- [Task statement]:
Below are records; reproduce exactly the lines from the one that has "pub fn overlaps_sphere(&self, other: &Sphere)" through the one that has "impl std::fmt::Display for", ends included, and nothing more.

- [Exercise data]:
//! `graspkit-filter` – the grasp filter pipeline.
//!
//! # Modules
//!
//! - [`config`] – [`FilterPipelineConfig`] and its parts: cutting planes,
//!   approach and orientation constraints, IK settings, visualization flags.
//! - [`stages`] – [`FilterStage`], the closed set of filter stages.
//! - [`pipeline`] – [`GraspFilter`], the parallel orchestrator, with
//!   [`CancelToken`] and [`FilterOutcome`].
//! - [`stats`] – [`RunStatistics`] aggregated after every run.
//! - [`report`] – [`Reporter`]: statistics logging and debug markers.

pub mod config;
pub mod pipeline;
pub mod report;
pub mod stages;
pub mod stats;

#[cfg(test)]
mod fixtures;

pub use config::{
    ApproachConstraint, CuttingPlane, DesiredOrientation, FilterPipelineConfig, IkSettings, PlaneSide,
    VisualizationFlags,
};
pub use pipeline::{CancelToken, FilterOutcome, GraspFilter};
pub use report::{Reporter, RunView};
pub use stages::{FilterStage, StageContext};
pub use stats::{RunStatistics, StageTally};
//! `graspkit-scene` – obstacle world and the Collision Query Adapter.
//!
//! # Modules
//!
//! - [`scene`] – [`PlanningScene`] (live, mutable) and
//!   [`PlanningSceneSnapshot`] (frozen, shared by all filter workers).
//! - [`collision`] – [`CollisionChecker`] trait and the sphere-based
//!   [`SceneCollisionChecker`].

pub mod collision;
pub mod scene;

pub use collision::{CollisionChecker, Contact, ContactBody, SceneCollisionChecker};
pub use scene::{
    AllowedCollisionMatrix, CollisionObject, ObjectShape, PlanningScene, PlanningSceneSnapshot,
};
//! Run statistics.
//!
//! Workers count into their own [`WorkerTally`]; the orchestrator merges the
//! tallies single-threaded after every worker has joined.

use std::collections::BTreeMap;
use std::fmt;
use std::time::Duration;

use graspkit_types::{RejectReason, StageKind};
use serde::Serialize;

/// Counters for one configured stage.
#[derive(Debug, Clone, Copy, PartialEq, Eq, Serialize)]
pub struct StageTally {
    pub stage: StageKind,
    pub attempted: usize,
    pub passed: usize,
    pub failed: usize,
}

impl StageTally {
    pub fn new(stage: StageKind) -> Self {
        Self {
            stage,
            attempted: 0,
            passed: 0,
            failed: 0,
        }
    }
}

#[derive(Debug, Clone, PartialEq, Serialize, Default)]
pub struct RunStatistics {
    /// Candidates handed to the run.
    pub total: usize,
    /// Candidates that entered the stage chain (excludes cancelled and
    /// already-terminal inputs).
    pub attempted: usize,
    /// Already-terminal inputs returned unchanged.
    pub passed_through: usize,
    pub cancelled: usize,
    pub valid: usize,
    /// One entry per configured stage, in pipeline order.
    pub stages: Vec<StageTally>,
    pub reasons: BTreeMap<RejectReason, usize>,
    #[serde(with = "duration_ms")]
    pub duration: Duration,
    pub worker_count: usize,
}

impl RunStatistics {
    /// Zeroed statistics for a pipeline made of `stages`.
    pub fn empty(stages: &[StageKind]) -> Self {
        Self {
            stages: stages.iter().copied().map(StageTally::new).collect(),
            ..Self::default()
        }
    }

    pub fn stage(&self, kind: StageKind) -> Option<&StageTally> {
        self.stages.iter().find(|t| t.stage == kind)
    }

    /// Number of candidates that passed `kind`; zero if the stage is not
    /// configured.
    pub fn passed(&self, kind: StageKind) -> usize {
        self.stage(kind).map_or(0, |t| t.passed)
    }

    pub fn rejected(&self) -> usize {
        self.reasons.values().sum()
    }

    /// Wall-clock run time in milliseconds, sub-millisecond part kept.
    pub fn elapsed_ms(&self) -> f64 {
        self.duration.as_secs_f64() * 1000.0
    }

    pub(crate) fn absorb(&mut self, tally: WorkerTally) {
        self.attempted += tally.attempted;
        self.cancelled += tally.cancelled;
        self.valid += tally.valid;
        for (own, theirs) in self.stages.iter_mut().zip(tally.stages) {
            own.attempted += theirs.attempted;
            own.passed += theirs.passed;
            own.failed += theirs.failed;
        }
        for (reason, n) in tally.reasons {
            *self.reasons.entry(reason).or_insert(0) += n;
        }
    }
}

impl fmt::Display for RunStatistics {
    fn fmt(&self, f: &mut fmt::Formatter<'_>) -> fmt::Result {
        writeln!(
            f,
            "{} candidates, {} attempted, {} valid, {} cancelled, {} passed through ({} workers, {:.1} ms)",
            self.total,
            self.attempted,
            self.valid,
            self.cancelled,
            self.passed_through,
            self.worker_count,
            self.elapsed_ms()
        )?;
        writeln!(f, "{:<26} {:>9} {:>7} {:>7}", "stage", "attempted", "passed", "failed")?;
        for t in &self.stages {
            writeln!(
                f,
                "{:<26} {:>9} {:>7} {:>7}",
                t.stage.name(),
                t.attempted,
                t.passed,
                t.failed
            )?;
        }
        for (reason, n) in &self.reasons {
            writeln!(f, "  {:<24} {n:>7}", reason.as_str())?;
        }
        Ok(())
    }
}

/// Per-worker counters, merged into [`RunStatistics`] after join.
#[derive(Debug, Clone, Default)]
pub(crate) struct WorkerTally {
    pub attempted: usize,
    pub cancelled: usize,
    pub valid: usize,
    pub stages: Vec<StageTally>,
    pub reasons: BTreeMap<RejectReason, usize>,
}

impl WorkerTally {
    pub fn new(stages: &[StageKind]) -> Self {
        Self {
            stages: stages.iter().copied().map(StageTally::new).collect(),
            ..Self::default()
        }
    }

    pub fn reject(&mut self, reason: RejectReason) {
        *self.reasons.entry(reason).or_insert(0) += 1;
    }
}

mod duration_ms {
    use serde::Serializer;
    use std::time::Duration;

    pub fn serialize<S: Serializer>(d: &Duration, s: S) -> Result<S::Ok, S::Error> {
        s.serialize_f64(d.as_secs_f64() * 1000.0)
    }
}

#[cfg(test)]
mod tests {
    use super::*;

    const STAGES: [StageKind; 2] = [StageKind::CuttingPlane, StageKind::IkFeasibility];

    #[test]
    fn empty_statistics_are_zeroed() {
        let stats = RunStatistics::empty(&STAGES);
        assert_eq!(stats.stages.len(), 2);
        assert_eq!(stats.passed(StageKind::CuttingPlane), 0);
        assert_eq!(stats.passed(StageKind::IkWithCollision), 0);
        assert!(stats.stage(StageKind::IkWithCollision).is_none());
        assert_eq!(stats.rejected(), 0);
    }

    #[test]
    fn worker_tallies_merge() {
        let mut stats = RunStatistics::empty(&STAGES);
        for passed in [1, 2] {
            let mut tally = WorkerTally::new(&STAGES);
            tally.attempted = 2;
            tally.stages[0].attempted = 2;
            tally.stages[0].passed = passed;
            tally.stages[0].failed = 2 - passed;
            tally.reject(RejectReason::CuttingPlane);
            stats.absorb(tally);
        }
        assert_eq!(stats.attempted, 4);
        assert_eq!(stats.passed(StageKind::CuttingPlane), 3);
        assert_eq!(stats.stage(StageKind::CuttingPlane).unwrap().failed, 1);
        assert_eq!(stats.reasons[&RejectReason::CuttingPlane], 2);
    }

    #[test]
    fn display_lists_every_stage() {
        let mut stats = RunStatistics::empty(&STAGES);
        stats.reasons.insert(RejectReason::LiftUnreachable, 1);
        let text = stats.to_string();
        assert!(text.contains("CuttingPlaneFilter"));
        assert!(text.contains("IKFeasibilityFilter"));
        assert!(text.contains("lift_unreachable"));
    }

    #[test]
    fn serializes_duration_in_milliseconds() {
        let stats = RunStatistics {
            duration: Duration::from_millis(250),
            ..RunStatistics::default()
        };
        let json = serde_json::to_value(&stats).unwrap();
        assert_eq!(json["duration"], 250.0);
    }

    #[test]
    fn elapsed_ms_keeps_fractions() {
        let stats = RunStatistics {
            duration: Duration::from_micros(1_750),
            ..RunStatistics::default()
        };
        assert!((stats.elapsed_ms() - 1.75).abs() < 1e-9);

        let fast = RunStatistics {
            duration: Duration::from_micros(400),
            ..RunStatistics::default()
        };
        assert!(fast.elapsed_ms() > 0.0);
    }
}
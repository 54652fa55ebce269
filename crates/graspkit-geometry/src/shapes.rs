//! Collision primitives.
//!
//! Robot links are approximated by [`Sphere`]s; world obstacles are
//! [`Aabb`]s or spheres.  All overlap tests treat touching as overlapping.

use serde::{Deserialize, Serialize};

use crate::transform::Vec3;

// ────────────────────────────────────────────────────────────────────────────
// Aabb
// ────────────────────────────────────────────────────────────────────────────

/// An axis-aligned bounding box, defined by its minimum and maximum corners.
#[derive(Debug, Clone, Copy, PartialEq, Serialize, Deserialize)]
pub struct Aabb {
    pub min: Vec3,
    pub max: Vec3,
}

impl Aabb {
    /// Create a bounding box from its two opposite corners.
    ///
    /// The constructor normalises the corners so that `min ≤ max` per axis.
    pub fn new(a: Vec3, b: Vec3) -> Self {
        Self {
            min: Vec3::new(a.x.min(b.x), a.y.min(b.y), a.z.min(b.z)),
            max: Vec3::new(a.x.max(b.x), a.y.max(b.y), a.z.max(b.z)),
        }
    }

    /// Box of the given full `size` centred on `centre`.
    pub fn from_centre(centre: Vec3, size: Vec3) -> Self {
        let half = size.scale(0.5);
        Self::new(centre.sub(half), centre.add(half))
    }

    pub fn centre(&self) -> Vec3 {
        self.min.add(self.max).scale(0.5)
    }

    pub fn size(&self) -> Vec3 {
        self.max.sub(self.min)
    }

    /// True when the point lies inside or on the boundary of the box.
    pub fn contains_point(&self, p: Vec3) -> bool {
        p.x >= self.min.x
            && p.x <= self.max.x
            && p.y >= self.min.y
            && p.y <= self.max.y
            && p.z >= self.min.z
            && p.z <= self.max.z
    }

    /// True when `other` overlaps (intersects or touches) this box.
    pub fn overlaps(&self, other: &Aabb) -> bool {
        self.min.x <= other.max.x
            && self.max.x >= other.min.x
            && self.min.y <= other.max.y
            && self.max.y >= other.min.y
            && self.min.z <= other.max.z
            && self.max.z >= other.min.z
    }

    /// Closest point of the box to `p` (`p` itself when inside).
    pub fn closest_point(&self, p: Vec3) -> Vec3 {
        Vec3::new(
            p.x.clamp(self.min.x, self.max.x),
            p.y.clamp(self.min.y, self.max.y),
            p.z.clamp(self.min.z, self.max.z),
        )
    }
}

// ────────────────────────────────────────────────────────────────────────────
// Sphere
// ────────────────────────────────────────────────────────────────────────────

#[derive(Debug, Clone, Copy, PartialEq, Serialize, Deserialize)]
pub struct Sphere {
    pub centre: Vec3,
    pub radius: f64,
}

impl Sphere {
    pub fn new(centre: Vec3, radius: f64) -> Self {
        Self { centre, radius }
    }

    pub fn overlaps_sphere(&self, other: &Sphere) -> bool {
        self.centre.distance(other.centre) <= self.radius + other.radius
    }

    pub fn overlaps_aabb(&self, aabb: &Aabb) -> bool {
        aabb.closest_point(self.centre).distance(self.centre) <= self.radius
    }

    pub fn contains_point(&self, p: Vec3) -> bool {
        self.centre.distance(p) <= self.radius
    }

    /// Tight axis-aligned bound.
    pub fn bounding_box(&self) -> Aabb {
        let r = Vec3::new(self.radius, self.radius, self.radius);
        Aabb::new(self.centre.sub(r), self.centre.add(r))
    }
}

// ────────────────────────────────────────────────────────────────────────────
// GraspParallelPlane
// ────────────────────────────────────────────────────────────────────────────

/// Which plane of a reference frame a cutting plane lies in.
///
/// The plane's normal is the remaining axis: `XY` is tested along z, `XZ`
/// along y and `YZ` along x.
#[derive(Debug, Clone, Copy, PartialEq, Eq, Hash, Serialize, Deserialize)]
#[serde(rename_all = "lowercase")]
pub enum GraspParallelPlane {
    Xy,
    Xz,
    Yz,
}

impl GraspParallelPlane {
    /// The coordinate of `p` measured along this plane's normal.
    pub fn normal_coordinate(self, p: Vec3) -> f64 {
        match self {
            Self::Xy => p.z,
            Self::Xz => p.y,
            Self::Yz => p.x,
        }
    }

    /// Unit normal in the plane's own frame.
    pub fn normal(self) -> Vec3 {
        match self {
            Self::Xy => Vec3::unit_z(),
            Self::Xz => Vec3::unit_y(),
            Self::Yz => Vec3::unit_x(),
        }
    }
}

impl std::fmt::Display for GraspParallelPlane {
    fn fmt(&self, f: &mut std::fmt::Formatter<'_>) -> std::fmt::Result {
        match self {
            Self::Xy => write!(f, "XY"),
            Self::Xz => write!(f, "XZ"),
            Self::Yz => write!(f, "YZ"),
        }
    }
}

#[cfg(test)]
mod tests {
    use super::*;

    #[test]
    fn aabb_new_normalises_corners() {
        let b = Aabb::new(Vec3::new(1.0, -1.0, 2.0), Vec3::new(-1.0, 1.0, 0.0));
        assert_eq!(b.min, Vec3::new(-1.0, -1.0, 0.0));
        assert_eq!(b.max, Vec3::new(1.0, 1.0, 2.0));
    }

    #[test]
    fn from_centre_spans_half_size_each_way() {
        let b = Aabb::from_centre(Vec3::new(0.0, 0.0, 1.0), Vec3::new(2.0, 2.0, 0.2));
        assert!((b.min.z - 0.9).abs() < 1e-12);
        assert!((b.max.x - 1.0).abs() < 1e-12);
    }

    #[test]
    fn sphere_touching_box_face_overlaps() {
        let b = Aabb::new(Vec3::zero(), Vec3::new(1.0, 1.0, 1.0));
        let touching = Sphere::new(Vec3::new(0.5, 0.5, 1.25), 0.25);
        let clear = Sphere::new(Vec3::new(0.5, 0.5, 1.3), 0.25);
        assert!(touching.overlaps_aabb(&b));
        assert!(!clear.overlaps_aabb(&b));
    }

    #[test]
    fn sphere_inside_box_overlaps() {
        let b = Aabb::new(Vec3::zero(), Vec3::new(1.0, 1.0, 1.0));
        assert!(Sphere::new(Vec3::new(0.5, 0.5, 0.5), 0.01).overlaps_aabb(&b));
    }

    #[test]
    fn spheres_overlap_by_radius_sum() {
        let a = Sphere::new(Vec3::zero(), 0.5);
        let b = Sphere::new(Vec3::new(0.9, 0.0, 0.0), 0.5);
        let c = Sphere::new(Vec3::new(1.1, 0.0, 0.0), 0.5);
        assert!(a.overlaps_sphere(&b));
        assert!(!a.overlaps_sphere(&c));
    }

    #[test]
    fn plane_normal_coordinate_picks_remaining_axis() {
        let p = Vec3::new(1.0, 2.0, 3.0);
        assert_eq!(GraspParallelPlane::Xy.normal_coordinate(p), 3.0);
        assert_eq!(GraspParallelPlane::Xz.normal_coordinate(p), 2.0);
        assert_eq!(GraspParallelPlane::Yz.normal_coordinate(p), 1.0);
    }
}
//! Live planning scene and its immutable per-run snapshot.
//!
//! [`PlanningScene`] is the mutable world model that perception and the
//! application update.  A filter run never reads it directly: it calls
//! [`PlanningScene::snapshot`] once and shares the resulting
//! [`PlanningSceneSnapshot`] between all workers.  The snapshot is an
//! `Arc` over a deep copy, so later edits to the live scene cannot change the
//! outcome of a run in progress.

use std::collections::{BTreeMap, BTreeSet};
use std::sync::Arc;

use graspkit_geometry::octree::Octree;
use graspkit_geometry::{Aabb, Pose, Sphere, Vec3};
use graspkit_types::GraspError;
use serde::{Deserialize, Serialize};
use tracing::debug;

/// ACM name of the point-cloud obstacle.
pub const OCTOMAP_ID: &str = "<octomap>";

// ────────────────────────────────────────────────────────────────────────────
// Collision objects
// ────────────────────────────────────────────────────────────────────────────

#[derive(Debug, Clone, PartialEq, Serialize, Deserialize)]
#[serde(tag = "type", rename_all = "snake_case")]
pub enum ObjectShape {
    /// Box with full edge lengths `size`, centred on the object pose.
    Box { size: Vec3 },
    Sphere { radius: f64 },
}

/// A named obstacle placed in the scene frame.
#[derive(Debug, Clone, PartialEq, Serialize, Deserialize)]
pub struct CollisionObject {
    pub id: String,
    pub pose: Pose,
    pub shape: ObjectShape,
}

impl CollisionObject {
    pub fn cuboid(id: impl Into<String>, pose: Pose, size: Vec3) -> Self {
        Self {
            id: id.into(),
            pose,
            shape: ObjectShape::Box { size },
        }
    }

    pub fn sphere(id: impl Into<String>, centre: Vec3, radius: f64) -> Self {
        Self {
            id: id.into(),
            pose: Pose::from_translation(centre),
            shape: ObjectShape::Sphere { radius },
        }
    }

    /// Closest point of the object surface or interior to `p`.
    pub fn closest_point(&self, p: Vec3) -> Vec3 {
        match &self.shape {
            ObjectShape::Box { size } => {
                let local = self.pose.inverse().transform_point(p);
                let clamped = Aabb::from_centre(Vec3::zero(), *size).closest_point(local);
                self.pose.transform_point(clamped)
            }
            ObjectShape::Sphere { radius } => {
                let centre = self.pose.translation;
                match p.sub(centre).normalized() {
                    Some(dir) if p.distance(centre) > *radius => centre.add(dir.scale(*radius)),
                    _ => p,
                }
            }
        }
    }

    pub fn overlaps_sphere(&self, sphere: &Sphere) -> bool {
        self.closest_point(sphere.centre).distance(sphere.centre) <= sphere.radius
    }
}

// ────────────────────────────────────────────────────────────────────────────
// AllowedCollisionMatrix
// ────────────────────────────────────────────────────────────────────────────

/// Symmetric set of body pairs whose contact is ignored.
#[derive(Debug, Clone, Default, PartialEq)]
pub struct AllowedCollisionMatrix {
    allowed: BTreeSet<(String, String)>,
}

impl AllowedCollisionMatrix {
    pub fn new() -> Self {
        Self::default()
    }

    fn key(a: &str, b: &str) -> (String, String) {
        if a <= b {
            (a.to_string(), b.to_string())
        } else {
            (b.to_string(), a.to_string())
        }
    }

    pub fn set_entry(&mut self, a: &str, b: &str, allowed: bool) {
        let key = Self::key(a, b);
        if allowed {
            self.allowed.insert(key);
        } else {
            self.allowed.remove(&key);
        }
    }

    pub fn is_allowed(&self, a: &str, b: &str) -> bool {
        self.allowed.contains(&Self::key(a, b))
    }

    pub fn len(&self) -> usize {
        self.allowed.len()
    }

    pub fn is_empty(&self) -> bool {
        self.allowed.is_empty()
    }
}

// ────────────────────────────────────────────────────────────────────────────
// PlanningScene
// ────────────────────────────────────────────────────────────────────────────

#[derive(Debug, Clone, Default)]
struct SceneData {
    frame: String,
    version: u64,
    objects: BTreeMap<String, CollisionObject>,
    cloud: Option<Octree>,
    acm: AllowedCollisionMatrix,
}

/// The live, mutable world model.
#[derive(Debug, Clone, Default)]
pub struct PlanningScene {
    data: SceneData,
}

impl PlanningScene {
    /// Create an empty scene expressed in `frame` (the robot model frame).
    pub fn new(frame: impl Into<String>) -> Self {
        Self {
            data: SceneData {
                frame: frame.into(),
                ..SceneData::default()
            },
        }
    }

    pub fn frame(&self) -> &str {
        &self.data.frame
    }

    /// Monotonic edit counter; snapshots record the version they copied.
    pub fn version(&self) -> u64 {
        self.data.version
    }

    /// Add or replace an object.
    pub fn add_object(&mut self, object: CollisionObject) {
        debug!(object = %object.id, "planning scene: add object");
        self.data.objects.insert(object.id.clone(), object);
        self.data.version += 1;
    }

    pub fn remove_object(&mut self, id: &str) -> Option<CollisionObject> {
        let removed = self.data.objects.remove(id);
        if removed.is_some() {
            self.data.version += 1;
        }
        removed
    }

    /// Replace the point-cloud obstacle.
    pub fn set_point_cloud(&mut self, cloud: Octree) {
        debug!(points = cloud.len(), "planning scene: point cloud updated");
        self.data.cloud = Some(cloud);
        self.data.version += 1;
    }

    pub fn clear_point_cloud(&mut self) {
        if self.data.cloud.take().is_some() {
            self.data.version += 1;
        }
    }

    pub fn set_allowed_collision(&mut self, a: &str, b: &str, allowed: bool) {
        self.data.acm.set_entry(a, b, allowed);
        self.data.version += 1;
    }

    pub fn object(&self, id: &str) -> Option<&CollisionObject> {
        self.data.objects.get(id)
    }

    /// Freeze the current world into an immutable, shareable snapshot.
    pub fn snapshot(&self) -> PlanningSceneSnapshot {
        PlanningSceneSnapshot {
            data: Arc::new(self.data.clone()),
        }
    }
}

// ────────────────────────────────────────────────────────────────────────────
// PlanningSceneSnapshot
// ────────────────────────────────────────────────────────────────────────────

/// Read-only point-in-time copy of a [`PlanningScene`].
///
/// Cloning is cheap and every clone refers to the same frozen data, so it
/// can be handed to any number of workers without locking.
#[derive(Debug, Clone)]
pub struct PlanningSceneSnapshot {
    data: Arc<SceneData>,
}

impl PlanningSceneSnapshot {
    pub fn frame(&self) -> &str {
        &self.data.frame
    }

    pub fn version(&self) -> u64 {
        self.data.version
    }

    pub fn objects(&self) -> impl Iterator<Item = &CollisionObject> {
        self.data.objects.values()
    }

    pub fn object(&self, id: &str) -> Option<&CollisionObject> {
        self.data.objects.get(id)
    }

    pub fn point_cloud(&self) -> Option<&Octree> {
        self.data.cloud.as_ref()
    }

    pub fn acm(&self) -> &AllowedCollisionMatrix {
        &self.data.acm
    }

    /// Derive a new snapshot in which every link in `links` may touch
    /// `object_id`.  `self` is left unchanged.
    ///
    /// # Errors
    ///
    /// [`GraspError::UnknownObject`] when the object is not in the scene.
    pub fn with_allowed_contacts(&self, object_id: &str, links: &[String]) -> Result<Self, GraspError> {
        if !self.data.objects.contains_key(object_id) {
            return Err(GraspError::UnknownObject(object_id.to_string()));
        }
        let mut data = (*self.data).clone();
        for link in links {
            debug!(object = object_id, link = %link, "collisions allowed");
            data.acm.set_entry(object_id, link, true);
        }
        Ok(Self { data: Arc::new(data) })
    }

    /// True when both snapshots share the same frozen data.
    pub fn ptr_eq(&self, other: &Self) -> bool {
        Arc::ptr_eq(&self.data, &other.data)
    }
}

- [Task answer]:
    pub fn overlaps_sphere(&self, other: &Sphere) -> bool {
        self.centre.distance(other.centre) <= self.radius + other.radius
    }

    pub fn overlaps_aabb(&self, aabb: &Aabb) -> bool {
        aabb.closest_point(self.centre).distance(self.centre) <= self.radius
    }

    pub fn contains_point(&self, p: Vec3) -> bool {
        self.centre.distance(p) <= self.radius
    }

    /// Tight axis-aligned bound.
    pub fn bounding_box(&self) -> Aabb {
        let r = Vec3::new(self.radius, self.radius, self.radius);
        Aabb::new(self.centre.sub(r), self.centre.add(r))
    }
}

// ────────────────────────────────────────────────────────────────────────────
// GraspParallelPlane
// ────────────────────────────────────────────────────────────────────────────

/// Which plane of a reference frame a cutting plane lies in.
///
/// The plane's normal is the remaining axis: `XY` is tested along z, `XZ`
/// along y and `YZ` along x.
#[derive(Debug, Clone, Copy, PartialEq, Eq, Hash, Serialize, Deserialize)]
#[serde(rename_all = "lowercase")]
pub enum GraspParallelPlane {
    Xy,
    Xz,
    Yz,
}

impl GraspParallelPlane {
    /// The coordinate of `p` measured along this plane's normal.
    pub fn normal_coordinate(self, p: Vec3) -> f64 {
        match self {
            Self::Xy => p.z,
            Self::Xz => p.y,
            Self::Yz => p.x,
        }
    }

    /// Unit normal in the plane's own frame.
    pub fn normal(self) -> Vec3 {
        match self {
            Self::Xy => Vec3::unit_z(),
            Self::Xz => Vec3::unit_y(),
            Self::Yz => Vec3::unit_x(),
        }
    }
}

impl std::fmt::Display for GraspParallelPlane {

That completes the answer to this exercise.